On Tue, 30 Jun 2009 18:58:29 +0100 (BST)
Hugh Dickins <[email protected]> wrote:

> One possibility is that this steady rise in swap usage just reflects
> memory pressure (a nightly cron job?) pushing pages out to swap,

That might be true, if we wouldn't have now a lot more RAM than
swap+RAM before. Ie if we now would have memory pressure, then
we would have run out of swap space before and hence triggered the OOM
which didnt happen.

Tough, i did enable logging of the memory usage and swap space in
mrtg: http://natsuki.mplayerhq.hu/cgi-bin/mrtg-rrd.cgi/localmem.html
(blue is free mem w/o buffers/cache, red is used swap space).
The daily/weekly/monthly cron jobs are run between 6:25 and 7:00
but we dont have any increase in memory usage then.
What is interesting is the step at 4:10, which is exactly the time
when an rsync based backup of the mailman archives (lot of small files)
is started. But swap usage didnt increase at that time.
What is strange though, is that the backup takes about 13 minutes.
Most of that time is spend on traversing the directory tree and
stat'ing files. But the increase in memory usage is a sharp step
at the beginning only.

> slightly different choices each time, and what's not modified later
> gets left with a copy on swap. That would tend to rise (at a slower
> and slower rate) until swap is 50% full, then other checks should
> keep it around that level.

I don't want to wait that long.

>
> If you do see it at more than 50% full in the morning, then yes,
> I think you do have a leak: but it's more likely to be an
> application than the kernel itself. When kernel leaks occur,
> they're often of "Slab:" memory - is that rising in /proc/meminfo?

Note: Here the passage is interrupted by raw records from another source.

use guard_core::ObjectId;
use thiserror::Error;

#[derive(Debug, Error)]
pub enum WorldError {
    #[error("object {0} is already registered")]
    DuplicateObject(ObjectId),
}

pub type WorldResult<T> = Result<T, WorldError>;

I havent monitored /proc/meminfo yet.

> Are you sure this steady rise in swap usage wasn't happening before
> you added that RAM?

Yes. I semi-regularly checked memory usage by hand and we never had
more than a couple MB of swap used.

> It's possible that you have an application which
> decides how much memory to use, based on the amount of RAM in the
> machine, itself assuming there's more than that of swap.

I dont think we have any application that does this. As I said, it's only a
web/mail/dns/svn server. There isnt anything fancy running.
Even the webpages are static only (beside the mailman interface).
The number of users on the machine is limited and none runs anything
directly on the machine (they are all just maintenance accounts).

> Do you have unwanted temporary files accumulating in a tmpfs?
> Their pages get pushed out to swap. Or a leak in shared memory:
> does ipcs show increasing usage of shared memory?

/tmp is on a hard disk and thus doesnt add to memory usage.
The two tmpfs mounts (/dev/shm and /lib/init/rw) are completely
unused and empty.


Attila Kinali

2009-07-01 08:04:54

by Attila Kinali

[permalink] [raw]
Subject: Re: Long lasting MM bug when swap is smaller than RAM

On Tue, 30 Jun 2009 19:36:15 -0600
Robert Hancock <[email protected]> wrote:

> On 06/30/2009 03:58 AM, Attila Kinali wrote:
> > Moin,
> >
> > There has been a bug back in the 2.4.17 days that is somehow
> > triggered by swap being smaller than RAM, which i thought had
> > been fixed long ago, reappeared on one of the machines i manage.
> >
> > <history>
>
> It's quite unlikely what you are seeing is at all related to that
> problem. The VM subsystem has been hugely changed since then.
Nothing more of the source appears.